Sin embargo, a la mañana siguiente volvíamos a convertir en cosa escrita lo poco que habíamos juntado en la noche.


Pero yo sé que la lámpara que Celina encendía aquellas noches, no es la misma que ahora se enciende en el recuerdo. La cara de ella y las demás cosas que recibieron aquella luz, también están cegadas por un tiempo inmenso que se hizo grande por encima del mundo. Y escondido en el aire de aquel cielo, hubo también un cielo de tiempo: fue él quien le quitó la memoria a los objetos.
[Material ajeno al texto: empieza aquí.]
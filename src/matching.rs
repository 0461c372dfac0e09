//! Matching Engine - price-time priority crossing and resting.
//!
//! For each admitted order:
//! 1. ALLOCATE: take an arena slot (refuse the order if none is left)
//! 2. CROSS: walk opposite levels best-first while they cross the limit,
//!    filling each level's queue in arrival order
//! 3. REST: park any remainder on the order's own side, or release the
//!    slot if the order was fully filled

use crate::arena::OrderArena;
use crate::config::EngineConfig;
use crate::error::OrderError;
use crate::order::{Execution, Fill, Order, Side};
use crate::order_book::OrderBook;

/// The matching core: the arena and the book it indexes into.
///
/// Single-threaded and not reentrant. Whoever owns this value is the
/// only context allowed to touch the book.
///
/// Both halves are private: the book holds handles into the arena, so
/// they are only ever mutated (and reset) together.
pub struct MatchingEngine {
    /// Storage for every live order
    arena: OrderArena,
    book: OrderBook,
}

impl MatchingEngine {
    /// Create a matching engine able to hold `capacity` live orders.
    pub fn new(capacity: u32) -> Self {
        Self::with_config(&EngineConfig {
            arena_capacity: capacity,
            ..EngineConfig::default()
        })
    }

    pub fn with_config(config: &EngineConfig) -> Self {
        Self {
            arena: OrderArena::new(config.arena_capacity),
            book: OrderBook::with_capacity(
                config.level_reserve,
                config.orders_per_level,
                config.compact_threshold,
            ),
        }
    }

    /// Admit a limit order and report what happened to it.
    pub fn add_order(
        &mut self,
        id: u64,
        price: i32,
        quantity: u32,
        side: Side,
    ) -> Result<Execution, OrderError> {
        let mut fills = Vec::new();
        let resting_qty = self.add_order_into(Order::new(id, price, quantity, side), &mut fills)?;
        Ok(Execution {
            order_id: id,
            fills,
            resting_qty,
        })
    }

    /// Admit a limit order, appending its fills to `fills`.
    ///
    /// On error nothing has changed: no fills are appended and the book and
    /// arena are untouched.
    ///
    /// # Returns
    /// The quantity left resting in the book.
    pub fn add_order_into(&mut self, order: Order, fills: &mut Vec<Fill>) -> Result<u32, OrderError> {
        if order.quantity == 0 {
            return Err(OrderError::ZeroQuantity { order_id: order.id });
        }

        let handle = self
            .arena
            .allocate(order)
            .ok_or(OrderError::ArenaExhausted {
                order_id: order.id,
                capacity: self.arena.capacity(),
            })?;

        let mut taker = order;
        self.cross(&mut taker, fills);

        if taker.quantity > 0 {
            self.arena.get_mut(&handle).quantity = taker.quantity;
            self.book.rest(taker.side, taker.price, handle, taker.quantity);
        } else {
            self.arena.deallocate(handle);
        }

        Ok(taker.quantity)
    }

    /// Match `taker` against the opposite side, best price first.
    fn cross(&mut self, taker: &mut Order, fills: &mut Vec<Fill>) {
        let maker_side = taker.side.opposite();
        let Self { arena, book } = self;

        let mut exhausted = 0;
        for level in book.levels_mut(maker_side).iter_mut() {
            if taker.quantity == 0 {
                break;
            }
            if !level.is_active() {
                continue;
            }
            // Sorted best-first: once one level fails, all later ones do
            if !taker.side.crosses(taker.price, level.price()) {
                break;
            }
            if level.match_against(arena, taker, fills) {
                exhausted += 1;
            }
        }

        if exhausted > 0 {
            book.note_exhausted(maker_side, exhausted);
        }
    }

    // ========================================================================
    // Utility Methods
    // ========================================================================

    /// Read-only view of the order storage
    #[inline]
    pub fn arena(&self) -> &OrderArena {
        &self.arena
    }

    /// Read-only view of the book
    #[inline]
    pub fn book(&self) -> &OrderBook {
        &self.book
    }

    #[inline]
    pub fn best_bid(&self) -> Option<i32> {
        self.book.best_bid()
    }

    #[inline]
    pub fn best_ask(&self) -> Option<i32> {
        self.book.best_ask()
    }

    #[inline]
    pub fn spread(&self) -> Option<i64> {
        self.book.spread()
    }

    /// Number of resting orders
    #[inline]
    pub fn order_count(&self) -> usize {
        self.book.order_count()
    }

    /// Resting orders at one price in time priority, as (id, quantity).
    pub fn resting_at(&self, side: Side, price: i32) -> Vec<(u64, u32)> {
        self.book
            .orders_at(&self.arena, side, price)
            .map(|o| (o.id, o.quantity))
            .collect()
    }

    /// Total resting quantity on both sides
    pub fn resting_qty(&self) -> u64 {
        [Side::Buy, Side::Sell]
            .into_iter()
            .flat_map(|side| self.book.levels(side))
            .map(|l| l.total_qty())
            .sum()
    }

    /// Warm up the engine (pre-fault memory pages)
    pub fn warm_up(&mut self) {
        self.arena.warm_up();
    }

    /// Drop every resting order and return all arena capacity.
    pub fn reset(&mut self) {
        self.book.clear(&mut self.arena);
        self.arena.reset();
    }

    /// Compute a hash of the current state (for determinism testing)
    pub fn state_hash(&self) -> u64 {
        use std::collections::hash_map::DefaultHasher;
        use std::hash::{Hash, Hasher};

        let mut hasher = DefaultHasher::new();
        for side in [Side::Buy, Side::Sell] {
            for level in self.book.levels(side).iter().filter(|l| l.is_active()) {
                level.price().hash(&mut hasher);
                for order in level.iter(&self.arena) {
                    order.hash(&mut hasher);
                }
            }
        }
        self.arena.allocated().hash(&mut hasher);
        hasher.finish()
    }
}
Por eso es que ellos no se acuerdan de mí. Pero yo los recuerdo a todos y con ellos he crecido y he cruzado el aire de muchos tiempos, caminos y ciudades. Ahora, cuando los recuerdos se esconden en el aire oscuro de la noche y sólo se enciende aquella lámpara, vuelvo a darme cuenta de que ellos no me reconocen y que la ternura, además de haberse vuelto lejana también se ha vuelto ajena. Celina y todos aquellos habitantes de su sala me miran de lado; y si me miran de frente, sus miradas pasan a través de mí, como si hubiera alguien detrás, o como si en aquellas noches yo no hubiera estado presente. Son como rostros de locos que hace mucho se olvidaron del mundo. Aquellos espectros no me pertenecen. ¿Será que la lámpara y Celina y las sillas y su piano están enojados conmigo porque yo no fui nunca más a aquella casa? Sin embargo yo creo que aquel niño se fue con ellos y todos juntos viven con otras personas y es a ellos a quienes los muebles recuerdan. Ahora yo soy otro, quiero recordar a aquel niño y no puedo. No sé cómo es él mirado desde mí. Me he quedado con algo de él y guardo muchos de los objetos que estuvieron en sus ojos: pero no puedo encontrar las miradas que aquellos “habitantes” pusieron en él.